**WHAT IS REQUIRED:** Each line of the material below that holds the word "corner" needs to be copied.

**DATA FOR THIS EXERCISE:**
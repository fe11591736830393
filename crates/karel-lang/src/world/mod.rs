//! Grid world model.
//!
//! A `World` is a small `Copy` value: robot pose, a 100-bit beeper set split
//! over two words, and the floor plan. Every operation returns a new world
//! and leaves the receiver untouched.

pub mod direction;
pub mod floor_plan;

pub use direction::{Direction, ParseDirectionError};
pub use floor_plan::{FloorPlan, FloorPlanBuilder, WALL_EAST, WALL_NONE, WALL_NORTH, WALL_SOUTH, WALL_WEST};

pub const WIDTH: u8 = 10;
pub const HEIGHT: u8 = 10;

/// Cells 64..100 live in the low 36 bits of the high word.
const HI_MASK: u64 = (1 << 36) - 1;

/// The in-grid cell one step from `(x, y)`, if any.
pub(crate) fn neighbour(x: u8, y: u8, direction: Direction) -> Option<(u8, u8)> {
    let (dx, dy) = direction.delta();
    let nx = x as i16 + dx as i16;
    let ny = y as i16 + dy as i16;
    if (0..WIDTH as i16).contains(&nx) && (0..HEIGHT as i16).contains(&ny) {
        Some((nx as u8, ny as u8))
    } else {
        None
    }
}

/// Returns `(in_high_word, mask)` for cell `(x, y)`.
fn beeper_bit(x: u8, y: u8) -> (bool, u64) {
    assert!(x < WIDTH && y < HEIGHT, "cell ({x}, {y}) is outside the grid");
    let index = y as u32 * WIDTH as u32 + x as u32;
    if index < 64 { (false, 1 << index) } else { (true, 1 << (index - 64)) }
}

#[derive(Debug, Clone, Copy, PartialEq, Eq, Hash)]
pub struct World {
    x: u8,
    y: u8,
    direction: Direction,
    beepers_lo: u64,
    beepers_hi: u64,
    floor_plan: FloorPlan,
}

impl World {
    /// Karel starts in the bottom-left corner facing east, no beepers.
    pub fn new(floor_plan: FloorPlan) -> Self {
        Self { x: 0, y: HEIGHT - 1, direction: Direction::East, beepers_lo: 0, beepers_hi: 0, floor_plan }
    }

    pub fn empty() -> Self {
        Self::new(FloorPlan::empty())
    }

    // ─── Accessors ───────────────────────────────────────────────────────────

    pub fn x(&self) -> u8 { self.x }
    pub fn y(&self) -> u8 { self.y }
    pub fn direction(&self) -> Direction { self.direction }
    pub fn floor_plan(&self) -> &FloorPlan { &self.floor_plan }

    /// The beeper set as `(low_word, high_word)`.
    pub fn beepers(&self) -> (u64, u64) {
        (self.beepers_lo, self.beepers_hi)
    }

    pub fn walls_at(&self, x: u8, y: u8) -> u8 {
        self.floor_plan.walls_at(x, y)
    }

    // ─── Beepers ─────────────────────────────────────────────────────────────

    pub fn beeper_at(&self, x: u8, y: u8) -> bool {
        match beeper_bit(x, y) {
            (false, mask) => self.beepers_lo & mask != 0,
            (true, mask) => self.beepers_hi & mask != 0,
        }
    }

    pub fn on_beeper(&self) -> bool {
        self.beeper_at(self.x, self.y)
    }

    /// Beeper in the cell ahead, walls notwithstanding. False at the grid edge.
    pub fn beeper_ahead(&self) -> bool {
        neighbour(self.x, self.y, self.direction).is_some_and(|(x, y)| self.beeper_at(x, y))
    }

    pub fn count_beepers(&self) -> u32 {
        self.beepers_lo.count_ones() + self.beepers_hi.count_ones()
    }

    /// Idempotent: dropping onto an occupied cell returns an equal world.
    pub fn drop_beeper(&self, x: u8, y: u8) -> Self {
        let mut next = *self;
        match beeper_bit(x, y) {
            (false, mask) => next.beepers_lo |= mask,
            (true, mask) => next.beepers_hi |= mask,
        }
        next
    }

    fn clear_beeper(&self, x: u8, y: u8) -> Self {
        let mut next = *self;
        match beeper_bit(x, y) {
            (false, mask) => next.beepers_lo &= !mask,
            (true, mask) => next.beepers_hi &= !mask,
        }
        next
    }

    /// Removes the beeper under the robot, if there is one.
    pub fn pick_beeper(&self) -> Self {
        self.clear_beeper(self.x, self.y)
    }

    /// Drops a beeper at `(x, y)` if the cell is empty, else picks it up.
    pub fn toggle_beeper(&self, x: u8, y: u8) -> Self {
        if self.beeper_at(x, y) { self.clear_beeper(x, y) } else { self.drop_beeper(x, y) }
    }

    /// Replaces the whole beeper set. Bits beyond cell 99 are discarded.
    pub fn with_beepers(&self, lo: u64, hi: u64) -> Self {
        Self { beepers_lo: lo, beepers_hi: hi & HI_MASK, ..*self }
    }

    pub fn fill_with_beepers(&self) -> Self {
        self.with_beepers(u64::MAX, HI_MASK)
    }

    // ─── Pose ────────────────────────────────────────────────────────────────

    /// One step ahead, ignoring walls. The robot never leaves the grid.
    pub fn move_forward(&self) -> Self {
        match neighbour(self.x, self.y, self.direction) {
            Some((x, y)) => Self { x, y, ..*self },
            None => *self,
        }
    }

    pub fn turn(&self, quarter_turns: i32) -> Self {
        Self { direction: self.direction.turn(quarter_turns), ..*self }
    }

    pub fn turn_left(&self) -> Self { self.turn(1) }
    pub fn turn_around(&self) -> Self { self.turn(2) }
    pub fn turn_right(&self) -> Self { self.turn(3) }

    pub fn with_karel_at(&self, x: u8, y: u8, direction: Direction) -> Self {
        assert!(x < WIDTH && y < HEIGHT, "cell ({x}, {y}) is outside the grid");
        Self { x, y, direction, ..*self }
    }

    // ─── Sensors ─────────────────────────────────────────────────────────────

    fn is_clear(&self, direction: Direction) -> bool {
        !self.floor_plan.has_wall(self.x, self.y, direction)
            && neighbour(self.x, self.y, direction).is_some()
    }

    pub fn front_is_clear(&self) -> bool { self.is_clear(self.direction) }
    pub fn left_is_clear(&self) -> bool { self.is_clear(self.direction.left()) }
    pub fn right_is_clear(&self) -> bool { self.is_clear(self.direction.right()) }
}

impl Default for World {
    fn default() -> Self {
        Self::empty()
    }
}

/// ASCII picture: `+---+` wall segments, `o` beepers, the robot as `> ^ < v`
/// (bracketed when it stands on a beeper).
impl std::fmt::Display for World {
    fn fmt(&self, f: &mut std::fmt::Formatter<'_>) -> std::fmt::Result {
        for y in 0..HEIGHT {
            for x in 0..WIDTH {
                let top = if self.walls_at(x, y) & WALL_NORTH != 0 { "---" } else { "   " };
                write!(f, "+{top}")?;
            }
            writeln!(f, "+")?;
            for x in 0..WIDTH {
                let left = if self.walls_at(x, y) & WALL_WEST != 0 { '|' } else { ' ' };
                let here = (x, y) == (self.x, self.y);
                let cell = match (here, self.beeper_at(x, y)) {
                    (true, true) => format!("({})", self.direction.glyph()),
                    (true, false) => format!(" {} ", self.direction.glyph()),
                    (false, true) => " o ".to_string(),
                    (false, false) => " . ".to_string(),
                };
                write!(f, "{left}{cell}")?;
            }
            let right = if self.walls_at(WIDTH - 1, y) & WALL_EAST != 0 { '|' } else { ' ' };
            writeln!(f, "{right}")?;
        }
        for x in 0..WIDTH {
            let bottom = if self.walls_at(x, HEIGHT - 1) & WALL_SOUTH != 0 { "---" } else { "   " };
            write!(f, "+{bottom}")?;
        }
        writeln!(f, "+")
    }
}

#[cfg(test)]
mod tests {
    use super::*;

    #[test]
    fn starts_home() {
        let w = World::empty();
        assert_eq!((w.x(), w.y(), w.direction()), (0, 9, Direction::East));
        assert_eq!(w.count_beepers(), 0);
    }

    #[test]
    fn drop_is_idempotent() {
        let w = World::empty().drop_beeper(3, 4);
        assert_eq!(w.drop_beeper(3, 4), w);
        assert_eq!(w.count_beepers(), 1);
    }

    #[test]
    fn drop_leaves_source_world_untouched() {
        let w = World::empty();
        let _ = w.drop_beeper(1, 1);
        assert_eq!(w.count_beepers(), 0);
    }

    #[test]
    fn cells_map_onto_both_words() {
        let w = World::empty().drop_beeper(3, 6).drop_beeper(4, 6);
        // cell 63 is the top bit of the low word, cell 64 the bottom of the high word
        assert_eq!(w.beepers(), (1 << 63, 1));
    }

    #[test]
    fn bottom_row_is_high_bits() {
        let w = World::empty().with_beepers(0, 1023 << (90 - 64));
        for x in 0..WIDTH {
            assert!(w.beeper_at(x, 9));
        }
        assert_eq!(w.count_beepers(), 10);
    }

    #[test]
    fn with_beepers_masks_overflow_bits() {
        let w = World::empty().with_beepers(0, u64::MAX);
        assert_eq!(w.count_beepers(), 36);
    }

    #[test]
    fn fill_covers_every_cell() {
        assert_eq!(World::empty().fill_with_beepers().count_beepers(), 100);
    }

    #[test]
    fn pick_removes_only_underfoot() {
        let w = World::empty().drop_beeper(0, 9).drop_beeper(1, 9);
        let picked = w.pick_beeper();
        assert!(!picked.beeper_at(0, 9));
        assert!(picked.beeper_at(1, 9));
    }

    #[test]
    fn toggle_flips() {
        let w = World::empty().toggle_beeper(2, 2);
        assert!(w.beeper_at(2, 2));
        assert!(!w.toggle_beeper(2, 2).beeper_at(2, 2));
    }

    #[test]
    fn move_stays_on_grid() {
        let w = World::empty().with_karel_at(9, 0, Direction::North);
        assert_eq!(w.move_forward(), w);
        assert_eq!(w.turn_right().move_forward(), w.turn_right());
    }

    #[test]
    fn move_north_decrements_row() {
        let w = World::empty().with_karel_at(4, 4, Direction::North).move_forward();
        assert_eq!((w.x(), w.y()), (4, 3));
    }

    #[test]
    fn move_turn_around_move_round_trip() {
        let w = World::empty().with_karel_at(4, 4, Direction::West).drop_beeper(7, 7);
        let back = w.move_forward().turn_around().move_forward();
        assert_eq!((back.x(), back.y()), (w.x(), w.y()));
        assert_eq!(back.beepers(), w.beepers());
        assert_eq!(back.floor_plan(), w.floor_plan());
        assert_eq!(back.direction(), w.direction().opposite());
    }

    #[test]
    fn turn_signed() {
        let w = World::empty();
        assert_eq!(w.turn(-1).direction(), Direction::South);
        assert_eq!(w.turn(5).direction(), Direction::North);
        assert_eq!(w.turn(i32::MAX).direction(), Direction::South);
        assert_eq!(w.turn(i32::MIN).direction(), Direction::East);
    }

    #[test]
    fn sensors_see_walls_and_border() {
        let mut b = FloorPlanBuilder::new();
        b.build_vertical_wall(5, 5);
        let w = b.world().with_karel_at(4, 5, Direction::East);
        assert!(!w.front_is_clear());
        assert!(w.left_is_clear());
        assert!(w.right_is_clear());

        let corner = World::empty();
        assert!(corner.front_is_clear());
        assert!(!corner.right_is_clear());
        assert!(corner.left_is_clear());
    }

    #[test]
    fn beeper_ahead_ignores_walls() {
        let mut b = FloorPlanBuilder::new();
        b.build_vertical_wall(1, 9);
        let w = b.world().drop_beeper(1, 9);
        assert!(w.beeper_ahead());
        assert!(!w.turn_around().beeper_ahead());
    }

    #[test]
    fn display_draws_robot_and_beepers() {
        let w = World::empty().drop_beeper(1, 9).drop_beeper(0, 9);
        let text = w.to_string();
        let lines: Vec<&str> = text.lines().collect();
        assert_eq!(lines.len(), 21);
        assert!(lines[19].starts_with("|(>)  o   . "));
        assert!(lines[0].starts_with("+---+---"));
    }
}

---

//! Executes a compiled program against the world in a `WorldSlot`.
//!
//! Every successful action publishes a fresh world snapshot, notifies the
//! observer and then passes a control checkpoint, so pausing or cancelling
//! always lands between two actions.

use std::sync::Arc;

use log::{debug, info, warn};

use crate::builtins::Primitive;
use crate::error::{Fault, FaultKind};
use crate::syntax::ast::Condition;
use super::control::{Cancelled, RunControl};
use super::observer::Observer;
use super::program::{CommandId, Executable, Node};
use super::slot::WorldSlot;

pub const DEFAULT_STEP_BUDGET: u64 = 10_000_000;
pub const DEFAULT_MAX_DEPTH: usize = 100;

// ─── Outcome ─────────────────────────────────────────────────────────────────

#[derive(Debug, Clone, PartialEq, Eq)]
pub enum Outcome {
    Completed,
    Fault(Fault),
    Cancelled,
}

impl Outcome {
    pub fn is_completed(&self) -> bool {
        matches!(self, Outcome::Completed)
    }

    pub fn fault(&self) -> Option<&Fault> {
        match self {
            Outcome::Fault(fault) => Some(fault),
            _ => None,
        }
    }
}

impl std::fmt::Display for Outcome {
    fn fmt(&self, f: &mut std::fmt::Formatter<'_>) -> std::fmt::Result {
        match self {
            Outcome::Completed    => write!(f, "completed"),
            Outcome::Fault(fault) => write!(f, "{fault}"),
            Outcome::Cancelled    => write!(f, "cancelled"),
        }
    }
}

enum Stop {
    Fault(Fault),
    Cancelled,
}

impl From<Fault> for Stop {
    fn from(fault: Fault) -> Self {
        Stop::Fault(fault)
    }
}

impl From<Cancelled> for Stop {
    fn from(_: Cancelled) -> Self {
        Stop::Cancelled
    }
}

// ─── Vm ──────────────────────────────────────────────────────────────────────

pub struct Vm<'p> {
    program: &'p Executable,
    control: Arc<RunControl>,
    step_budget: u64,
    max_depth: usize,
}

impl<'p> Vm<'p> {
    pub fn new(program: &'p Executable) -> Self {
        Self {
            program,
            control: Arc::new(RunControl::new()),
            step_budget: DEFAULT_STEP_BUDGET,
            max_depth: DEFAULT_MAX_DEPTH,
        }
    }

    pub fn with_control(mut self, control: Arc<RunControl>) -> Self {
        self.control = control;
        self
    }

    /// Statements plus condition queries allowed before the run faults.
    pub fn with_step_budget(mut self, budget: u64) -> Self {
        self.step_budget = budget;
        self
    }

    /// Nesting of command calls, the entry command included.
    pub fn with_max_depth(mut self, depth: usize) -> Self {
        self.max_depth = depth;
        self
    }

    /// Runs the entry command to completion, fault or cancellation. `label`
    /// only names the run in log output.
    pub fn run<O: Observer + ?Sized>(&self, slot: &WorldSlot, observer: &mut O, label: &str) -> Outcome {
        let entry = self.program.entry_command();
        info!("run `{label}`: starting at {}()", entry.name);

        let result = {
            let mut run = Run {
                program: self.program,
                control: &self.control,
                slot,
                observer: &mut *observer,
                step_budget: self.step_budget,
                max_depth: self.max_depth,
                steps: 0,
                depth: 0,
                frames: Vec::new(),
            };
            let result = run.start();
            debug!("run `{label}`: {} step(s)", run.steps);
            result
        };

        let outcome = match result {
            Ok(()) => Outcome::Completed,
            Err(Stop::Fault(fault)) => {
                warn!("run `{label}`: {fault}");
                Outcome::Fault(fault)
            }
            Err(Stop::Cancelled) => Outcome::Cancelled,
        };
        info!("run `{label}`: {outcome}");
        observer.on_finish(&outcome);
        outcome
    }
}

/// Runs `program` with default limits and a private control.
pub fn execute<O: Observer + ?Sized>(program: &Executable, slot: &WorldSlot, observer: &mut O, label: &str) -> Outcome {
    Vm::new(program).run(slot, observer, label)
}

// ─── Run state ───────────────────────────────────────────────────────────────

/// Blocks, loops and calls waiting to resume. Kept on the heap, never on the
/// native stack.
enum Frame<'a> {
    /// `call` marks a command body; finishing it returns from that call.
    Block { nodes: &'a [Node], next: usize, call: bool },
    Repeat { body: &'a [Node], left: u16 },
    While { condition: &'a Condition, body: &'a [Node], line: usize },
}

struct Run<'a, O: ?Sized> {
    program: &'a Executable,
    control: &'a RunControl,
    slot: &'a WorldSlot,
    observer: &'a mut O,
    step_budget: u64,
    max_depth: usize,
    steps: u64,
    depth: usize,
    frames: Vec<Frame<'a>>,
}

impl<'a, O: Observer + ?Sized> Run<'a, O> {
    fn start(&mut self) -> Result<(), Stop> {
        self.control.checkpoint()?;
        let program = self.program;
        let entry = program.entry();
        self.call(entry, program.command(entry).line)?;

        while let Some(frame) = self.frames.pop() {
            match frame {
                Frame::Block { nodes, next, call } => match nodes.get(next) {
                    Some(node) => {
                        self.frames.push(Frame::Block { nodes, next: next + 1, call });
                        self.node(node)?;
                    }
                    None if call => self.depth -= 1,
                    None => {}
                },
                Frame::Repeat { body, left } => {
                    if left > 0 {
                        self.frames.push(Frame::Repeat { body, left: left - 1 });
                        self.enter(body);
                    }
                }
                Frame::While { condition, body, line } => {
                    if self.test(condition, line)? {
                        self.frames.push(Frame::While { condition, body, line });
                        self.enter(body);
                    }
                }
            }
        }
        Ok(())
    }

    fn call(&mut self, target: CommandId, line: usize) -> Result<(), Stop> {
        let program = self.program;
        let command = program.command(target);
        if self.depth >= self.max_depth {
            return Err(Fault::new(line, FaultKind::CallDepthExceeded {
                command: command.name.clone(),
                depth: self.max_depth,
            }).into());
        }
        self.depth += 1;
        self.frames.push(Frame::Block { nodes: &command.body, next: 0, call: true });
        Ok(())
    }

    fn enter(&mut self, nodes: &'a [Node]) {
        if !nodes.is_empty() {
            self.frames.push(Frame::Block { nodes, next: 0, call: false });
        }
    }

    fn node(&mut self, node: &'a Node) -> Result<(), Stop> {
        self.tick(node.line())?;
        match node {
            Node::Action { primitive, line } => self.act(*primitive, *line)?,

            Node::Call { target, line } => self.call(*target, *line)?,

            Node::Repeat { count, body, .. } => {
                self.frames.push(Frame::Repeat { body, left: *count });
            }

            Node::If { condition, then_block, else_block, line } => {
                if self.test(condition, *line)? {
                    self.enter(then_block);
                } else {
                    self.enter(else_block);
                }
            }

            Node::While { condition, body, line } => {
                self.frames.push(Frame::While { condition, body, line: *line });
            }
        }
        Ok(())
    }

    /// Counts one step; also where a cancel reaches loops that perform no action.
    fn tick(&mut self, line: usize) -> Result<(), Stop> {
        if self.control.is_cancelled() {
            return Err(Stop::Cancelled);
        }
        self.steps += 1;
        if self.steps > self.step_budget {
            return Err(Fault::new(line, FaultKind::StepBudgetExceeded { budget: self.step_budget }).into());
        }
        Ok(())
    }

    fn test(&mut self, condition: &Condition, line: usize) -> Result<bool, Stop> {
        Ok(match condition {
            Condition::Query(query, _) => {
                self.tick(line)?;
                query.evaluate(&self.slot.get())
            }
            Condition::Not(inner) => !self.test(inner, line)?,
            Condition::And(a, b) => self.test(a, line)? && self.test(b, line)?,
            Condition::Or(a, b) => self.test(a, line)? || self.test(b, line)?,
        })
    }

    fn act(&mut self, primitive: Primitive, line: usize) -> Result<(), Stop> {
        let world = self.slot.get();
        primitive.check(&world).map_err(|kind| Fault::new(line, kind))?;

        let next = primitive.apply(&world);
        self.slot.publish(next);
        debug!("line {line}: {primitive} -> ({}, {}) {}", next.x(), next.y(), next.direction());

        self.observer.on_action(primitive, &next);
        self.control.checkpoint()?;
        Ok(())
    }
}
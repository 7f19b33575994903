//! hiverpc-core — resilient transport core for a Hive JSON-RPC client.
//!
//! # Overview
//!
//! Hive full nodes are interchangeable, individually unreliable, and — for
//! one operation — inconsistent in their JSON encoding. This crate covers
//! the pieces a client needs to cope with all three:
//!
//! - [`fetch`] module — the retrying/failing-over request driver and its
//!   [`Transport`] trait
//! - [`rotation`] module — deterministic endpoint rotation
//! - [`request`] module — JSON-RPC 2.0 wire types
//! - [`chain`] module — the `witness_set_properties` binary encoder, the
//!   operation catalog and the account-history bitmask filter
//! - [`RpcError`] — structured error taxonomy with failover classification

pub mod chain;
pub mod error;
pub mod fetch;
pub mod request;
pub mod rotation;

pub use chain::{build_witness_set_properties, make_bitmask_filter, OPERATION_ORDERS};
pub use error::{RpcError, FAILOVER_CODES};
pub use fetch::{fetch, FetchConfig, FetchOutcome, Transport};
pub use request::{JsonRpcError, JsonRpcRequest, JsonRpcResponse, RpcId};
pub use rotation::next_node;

---

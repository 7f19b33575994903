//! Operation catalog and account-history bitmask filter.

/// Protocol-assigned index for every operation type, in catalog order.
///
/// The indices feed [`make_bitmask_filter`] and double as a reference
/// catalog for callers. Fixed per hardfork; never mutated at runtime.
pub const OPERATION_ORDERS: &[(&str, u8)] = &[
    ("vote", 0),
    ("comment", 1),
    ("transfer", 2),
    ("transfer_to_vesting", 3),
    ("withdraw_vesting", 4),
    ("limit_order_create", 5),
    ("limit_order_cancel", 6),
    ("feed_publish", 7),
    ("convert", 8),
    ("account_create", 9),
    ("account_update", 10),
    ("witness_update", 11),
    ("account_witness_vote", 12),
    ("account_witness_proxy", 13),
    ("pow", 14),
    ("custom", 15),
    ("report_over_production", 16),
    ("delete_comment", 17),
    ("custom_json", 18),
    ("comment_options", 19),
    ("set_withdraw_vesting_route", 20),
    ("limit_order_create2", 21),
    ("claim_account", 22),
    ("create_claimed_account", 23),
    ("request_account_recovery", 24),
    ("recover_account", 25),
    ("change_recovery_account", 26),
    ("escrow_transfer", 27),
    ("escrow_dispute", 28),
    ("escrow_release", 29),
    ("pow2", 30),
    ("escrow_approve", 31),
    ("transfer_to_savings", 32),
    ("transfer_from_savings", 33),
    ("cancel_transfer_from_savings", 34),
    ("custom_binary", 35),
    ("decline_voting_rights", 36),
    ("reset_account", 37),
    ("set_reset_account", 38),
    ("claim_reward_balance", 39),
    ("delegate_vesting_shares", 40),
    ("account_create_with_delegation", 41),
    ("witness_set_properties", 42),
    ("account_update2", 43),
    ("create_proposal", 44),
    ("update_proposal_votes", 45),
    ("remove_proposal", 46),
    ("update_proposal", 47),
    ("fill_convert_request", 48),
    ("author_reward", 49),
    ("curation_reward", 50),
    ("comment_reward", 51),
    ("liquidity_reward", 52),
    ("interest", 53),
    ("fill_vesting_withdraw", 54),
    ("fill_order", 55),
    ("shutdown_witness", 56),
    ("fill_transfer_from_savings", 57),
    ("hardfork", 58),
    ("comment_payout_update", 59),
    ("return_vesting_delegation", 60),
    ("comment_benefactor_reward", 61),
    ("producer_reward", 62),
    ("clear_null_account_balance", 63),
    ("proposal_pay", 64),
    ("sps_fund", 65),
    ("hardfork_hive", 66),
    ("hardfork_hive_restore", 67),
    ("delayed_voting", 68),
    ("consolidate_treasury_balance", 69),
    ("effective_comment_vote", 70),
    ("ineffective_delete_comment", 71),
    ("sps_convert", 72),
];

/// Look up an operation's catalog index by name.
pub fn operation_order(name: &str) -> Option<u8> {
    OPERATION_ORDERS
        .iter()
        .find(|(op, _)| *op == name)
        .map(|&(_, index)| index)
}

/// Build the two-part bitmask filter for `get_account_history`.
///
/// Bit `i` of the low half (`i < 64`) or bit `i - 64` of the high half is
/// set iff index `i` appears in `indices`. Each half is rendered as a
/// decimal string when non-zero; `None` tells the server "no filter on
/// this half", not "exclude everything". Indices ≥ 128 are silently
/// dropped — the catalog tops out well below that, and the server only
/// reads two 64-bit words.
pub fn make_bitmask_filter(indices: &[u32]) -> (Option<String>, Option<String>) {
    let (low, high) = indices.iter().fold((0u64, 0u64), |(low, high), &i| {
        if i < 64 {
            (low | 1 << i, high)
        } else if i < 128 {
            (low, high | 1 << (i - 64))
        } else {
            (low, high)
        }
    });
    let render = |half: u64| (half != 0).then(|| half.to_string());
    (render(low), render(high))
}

**EXERCISE RESPONSE:**
    /// Karel starts in the bottom-left corner facing east, no beepers.
        let corner = World::empty();
        assert!(corner.front_is_clear());
        assert!(!corner.right_is_clear());
        assert!(corner.left_is_clear());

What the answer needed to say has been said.